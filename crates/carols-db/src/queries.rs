use crate::Database;
use crate::models::{MessageRow, ThreadRow, UserRow};
use anyhow::Result;
use rusqlite::{Connection, OptionalExtension};

impl Database {
    // -- Users --

    pub fn create_user(&self, id: &str, username: &str, is_admin: bool, created_at: &str) -> Result<()> {
        self.with_conn(|conn| {
            conn.execute(
                "INSERT INTO users (id, username, is_admin, created_at) VALUES (?1, ?2, ?3, ?4)",
                rusqlite::params![id, username, is_admin, created_at],
            )?;
            Ok(())
        })
    }

    pub fn get_user_by_username(&self, username: &str) -> Result<Option<UserRow>> {
        self.with_conn(|conn| query_user(conn, "username", username))
    }

    pub fn get_user_by_id(&self, id: &str) -> Result<Option<UserRow>> {
        self.with_conn(|conn| query_user(conn, "id", id))
    }

    /// Overwrite a user's display name. Returns false when no such user
    /// exists. The admin flag is untouched.
    pub fn update_username(&self, id: &str, username: &str) -> Result<bool> {
        self.with_conn(|conn| {
            let changed = conn.execute(
                "UPDATE users SET username = ?1 WHERE id = ?2",
                (username, id),
            )?;
            Ok(changed > 0)
        })
    }

    // -- Threads --

    pub fn list_threads(&self) -> Result<Vec<ThreadRow>> {
        self.with_conn(|conn| {
            let mut stmt = conn.prepare(
                "SELECT id, name, created_by, created_at FROM threads
                 ORDER BY created_at ASC, rowid ASC",
            )?;

            let rows = stmt
                .query_map([], |row| {
                    Ok(ThreadRow {
                        id: row.get(0)?,
                        name: row.get(1)?,
                        created_by: row.get(2)?,
                        created_at: row.get(3)?,
                    })
                })?
                .collect::<std::result::Result<Vec<_>, _>>()?;

            Ok(rows)
        })
    }

    pub fn insert_thread(&self, id: &str, name: &str, created_by: Option<&str>, created_at: &str) -> Result<()> {
        self.with_conn(|conn| {
            conn.execute(
                "INSERT INTO threads (id, name, created_by, created_at) VALUES (?1, ?2, ?3, ?4)",
                rusqlite::params![id, name, created_by, created_at],
            )?;
            Ok(())
        })
    }

    /// Seed the default thread list in one transaction: either every name is
    /// inserted, in order, or nothing changes. Returns `None` without
    /// inserting when any thread already exists.
    pub fn seed_threads(&self, names: &[&str], created_by: &str, created_at: &str) -> Result<Option<Vec<ThreadRow>>> {
        self.with_conn_mut(|conn| {
            let tx = conn.transaction()?;

            let existing: i64 = tx.query_row("SELECT COUNT(*) FROM threads", [], |row| row.get(0))?;
            if existing > 0 {
                return Ok(None);
            }

            let mut rows = Vec::with_capacity(names.len());
            for name in names {
                let id = uuid::Uuid::new_v4().to_string();
                tx.execute(
                    "INSERT INTO threads (id, name, created_by, created_at) VALUES (?1, ?2, ?3, ?4)",
                    rusqlite::params![id, name, created_by, created_at],
                )?;
                rows.push(ThreadRow {
                    id,
                    name: (*name).to_string(),
                    created_by: Some(created_by.to_string()),
                    created_at: created_at.to_string(),
                });
            }

            tx.commit()?;
            Ok(Some(rows))
        })
    }

    /// Remove a thread. Messages and thread views cascade away with it.
    /// Returns false when no such thread exists.
    pub fn delete_thread(&self, id: &str) -> Result<bool> {
        self.with_conn(|conn| {
            let changed = conn.execute("DELETE FROM threads WHERE id = ?1", [id])?;
            Ok(changed > 0)
        })
    }

    // -- Messages --

    pub fn insert_message(&self, id: &str, thread_id: &str, user_id: &str, content: &str, created_at: &str) -> Result<()> {
        self.with_conn(|conn| {
            conn.execute(
                "INSERT INTO messages (id, thread_id, user_id, content, created_at) VALUES (?1, ?2, ?3, ?4, ?5)",
                rusqlite::params![id, thread_id, user_id, content, created_at],
            )?;
            Ok(())
        })
    }

    pub fn get_messages(&self, thread_id: &str) -> Result<Vec<MessageRow>> {
        self.with_conn(|conn| query_messages(conn, thread_id))
    }

    pub fn count_messages(&self, thread_id: &str) -> Result<u64> {
        self.with_conn(|conn| {
            let count: i64 = conn.query_row(
                "SELECT COUNT(*) FROM messages WHERE thread_id = ?1",
                [thread_id],
                |row| row.get(0),
            )?;
            Ok(count as u64)
        })
    }

    // -- Thread views --

    /// Record that a user has seen a thread as of `viewed_at`. Keyed by
    /// (user, thread), so repeated calls overwrite rather than duplicate.
    pub fn upsert_thread_view(&self, user_id: &str, thread_id: &str, viewed_at: &str) -> Result<()> {
        self.with_conn(|conn| {
            conn.execute(
                "INSERT INTO thread_views (user_id, thread_id, last_viewed_at) VALUES (?1, ?2, ?3)
                 ON CONFLICT(user_id, thread_id) DO UPDATE SET last_viewed_at = excluded.last_viewed_at",
                rusqlite::params![user_id, thread_id, viewed_at],
            )?;
            Ok(())
        })
    }

    pub fn get_thread_view(&self, user_id: &str, thread_id: &str) -> Result<Option<String>> {
        self.with_conn(|conn| query_thread_view(conn, user_id, thread_id))
    }

    /// Per-thread unread counts for a user: messages strictly after the last
    /// view, or the thread's total when it has never been viewed. Each
    /// thread is computed independently.
    pub fn unread_counts(&self, user_id: &str, thread_ids: &[String]) -> Result<Vec<(String, u64)>> {
        self.with_conn(|conn| {
            let mut counts = Vec::with_capacity(thread_ids.len());
            for thread_id in thread_ids {
                let unread: i64 = match query_thread_view(conn, user_id, thread_id)? {
                    Some(last_viewed) => conn.query_row(
                        "SELECT COUNT(*) FROM messages WHERE thread_id = ?1 AND created_at > ?2",
                        (thread_id, &last_viewed),
                        |row| row.get(0),
                    )?,
                    None => conn.query_row(
                        "SELECT COUNT(*) FROM messages WHERE thread_id = ?1",
                        [thread_id],
                        |row| row.get(0),
                    )?,
                };
                counts.push((thread_id.clone(), unread as u64));
            }
            Ok(counts)
        })
    }
}

fn query_user(conn: &Connection, column: &str, value: &str) -> Result<Option<UserRow>> {
    let sql = format!(
        "SELECT id, username, is_admin, created_at FROM users WHERE {} = ?1",
        column
    );
    let mut stmt = conn.prepare(&sql)?;

    let row = stmt
        .query_row([value], |row| {
            Ok(UserRow {
                id: row.get(0)?,
                username: row.get(1)?,
                is_admin: row.get(2)?,
                created_at: row.get(3)?,
            })
        })
        .optional()?;

    Ok(row)
}

fn query_thread_view(conn: &Connection, user_id: &str, thread_id: &str) -> Result<Option<String>> {
    let viewed = conn
        .query_row(
            "SELECT last_viewed_at FROM thread_views WHERE user_id = ?1 AND thread_id = ?2",
            (user_id, thread_id),
            |row| row.get(0),
        )
        .optional()?;

    Ok(viewed)
}

fn query_messages(conn: &Connection, thread_id: &str) -> Result<Vec<MessageRow>> {
    // JOIN users to fetch the author's name in a single query
    let mut stmt = conn.prepare(
        "SELECT m.id, m.thread_id, m.user_id, u.username, m.content, m.created_at
         FROM messages m
         LEFT JOIN users u ON m.user_id = u.id
         WHERE m.thread_id = ?1
         ORDER BY m.created_at ASC, m.rowid ASC",
    )?;

    let rows = stmt
        .query_map([thread_id], |row| {
            Ok(MessageRow {
                id: row.get(0)?,
                thread_id: row.get(1)?,
                user_id: row.get(2)?,
                author_username: row.get::<_, Option<String>>(3)?.unwrap_or_else(|| "unknown".to_string()),
                content: row.get(4)?,
                created_at: row.get(5)?,
            })
        })?
        .collect::<std::result::Result<Vec<_>, _>>()?;

    Ok(rows)
}

#[cfg(test)]
mod tests {
    use super::*;

    const DEFAULTS: [&str; 3] = ["General", "Marina Prior", "Denis Walter"];

    fn db_with_user(user_id: &str) -> Database {
        let db = Database::open_in_memory().unwrap();
        db.create_user(user_id, "carol", true, "2025-12-01T00:00:00.000000Z").unwrap();
        db
    }

    #[test]
    fn seed_is_all_or_nothing_and_ordered() {
        let db = db_with_user("u1");

        let rows = db.seed_threads(&DEFAULTS, "u1", "2025-12-01T00:00:01.000000Z").unwrap().unwrap();
        assert_eq!(rows.len(), 3);

        let listed = db.list_threads().unwrap();
        let names: Vec<&str> = listed.iter().map(|t| t.name.as_str()).collect();
        assert_eq!(names, DEFAULTS);

        // second seed refuses without touching anything
        assert!(db.seed_threads(&DEFAULTS, "u1", "2025-12-01T00:00:02.000000Z").unwrap().is_none());
        assert_eq!(db.list_threads().unwrap().len(), 3);
    }

    #[test]
    fn delete_thread_cascades_to_messages_and_views() {
        let db = db_with_user("u1");
        db.insert_thread("t1", "General", Some("u1"), "2025-12-01T00:00:01.000000Z").unwrap();
        db.insert_message("m1", "t1", "u1", "hello", "2025-12-01T00:00:02.000000Z").unwrap();
        db.upsert_thread_view("u1", "t1", "2025-12-01T00:00:03.000000Z").unwrap();

        assert!(db.delete_thread("t1").unwrap());
        assert!(!db.delete_thread("t1").unwrap()); // already gone

        assert_eq!(db.count_messages("t1").unwrap(), 0);
        assert!(db.get_thread_view("u1", "t1").unwrap().is_none());
    }

    #[test]
    fn unread_counts_are_strictly_after_last_view() {
        let db = db_with_user("u1");
        db.create_user("u2", "reader", false, "2025-12-01T00:00:00.000000Z").unwrap();
        db.insert_thread("t1", "General", Some("u1"), "2025-12-01T00:00:01.000000Z").unwrap();

        db.insert_message("m1", "t1", "u1", "before", "2025-12-01T00:00:02.000000Z").unwrap();
        db.insert_message("m2", "t1", "u1", "at view", "2025-12-01T00:00:03.000000Z").unwrap();
        db.insert_message("m3", "t1", "u1", "after", "2025-12-01T00:00:04.000000Z").unwrap();

        let ids = vec!["t1".to_string()];

        // never viewed: every message counts
        assert_eq!(db.unread_counts("u2", &ids).unwrap(), vec![("t1".to_string(), 3)]);

        // a message at exactly the viewed timestamp is not unread
        db.upsert_thread_view("u2", "t1", "2025-12-01T00:00:03.000000Z").unwrap();
        assert_eq!(db.unread_counts("u2", &ids).unwrap(), vec![("t1".to_string(), 1)]);

        // viewing again resets to zero
        db.upsert_thread_view("u2", "t1", "2025-12-01T00:00:05.000000Z").unwrap();
        assert_eq!(db.unread_counts("u2", &ids).unwrap(), vec![("t1".to_string(), 0)]);
    }

    #[test]
    fn repeated_views_overwrite_one_row() {
        let db = db_with_user("u1");
        db.insert_thread("t1", "General", Some("u1"), "2025-12-01T00:00:01.000000Z").unwrap();

        db.upsert_thread_view("u1", "t1", "2025-12-01T00:00:02.000000Z").unwrap();
        db.upsert_thread_view("u1", "t1", "2025-12-01T00:00:09.000000Z").unwrap();

        assert_eq!(
            db.get_thread_view("u1", "t1").unwrap().as_deref(),
            Some("2025-12-01T00:00:09.000000Z")
        );
    }

    #[test]
    fn messages_join_author_names_in_order() {
        let db = db_with_user("u1");
        db.create_user("u2", "tim", false, "2025-12-01T00:00:00.000000Z").unwrap();
        db.insert_thread("t1", "General", Some("u1"), "2025-12-01T00:00:01.000000Z").unwrap();

        db.insert_message("m1", "t1", "u1", "first", "2025-12-01T00:00:02.000000Z").unwrap();
        db.insert_message("m2", "t1", "u2", "second", "2025-12-01T00:00:03.000000Z").unwrap();

        let messages = db.get_messages("t1").unwrap();
        assert_eq!(messages.len(), 2);
        assert_eq!(messages[0].content, "first");
        assert_eq!(messages[0].author_username, "carol");
        assert_eq!(messages[1].author_username, "tim");
    }

    #[test]
    fn rename_preserves_admin_flag() {
        let db = db_with_user("u1");

        assert!(db.update_username("u1", "caroline").unwrap());
        let user = db.get_user_by_id("u1").unwrap().unwrap();
        assert_eq!(user.username, "caroline");
        assert!(user.is_admin);

        assert!(!db.update_username("nope", "x").unwrap());
    }
}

_ _ _ _ _

## Aim of the exercise
Check each line of the listing above, and copy it if it contains the word "when".

## Result of the task
    /// Overwrite a user's display name. Returns false when no such user
    /// inserting when any thread already exists.
    /// Returns false when no such thread exists.
    /// view, or the thread's total when it has never been viewed. Each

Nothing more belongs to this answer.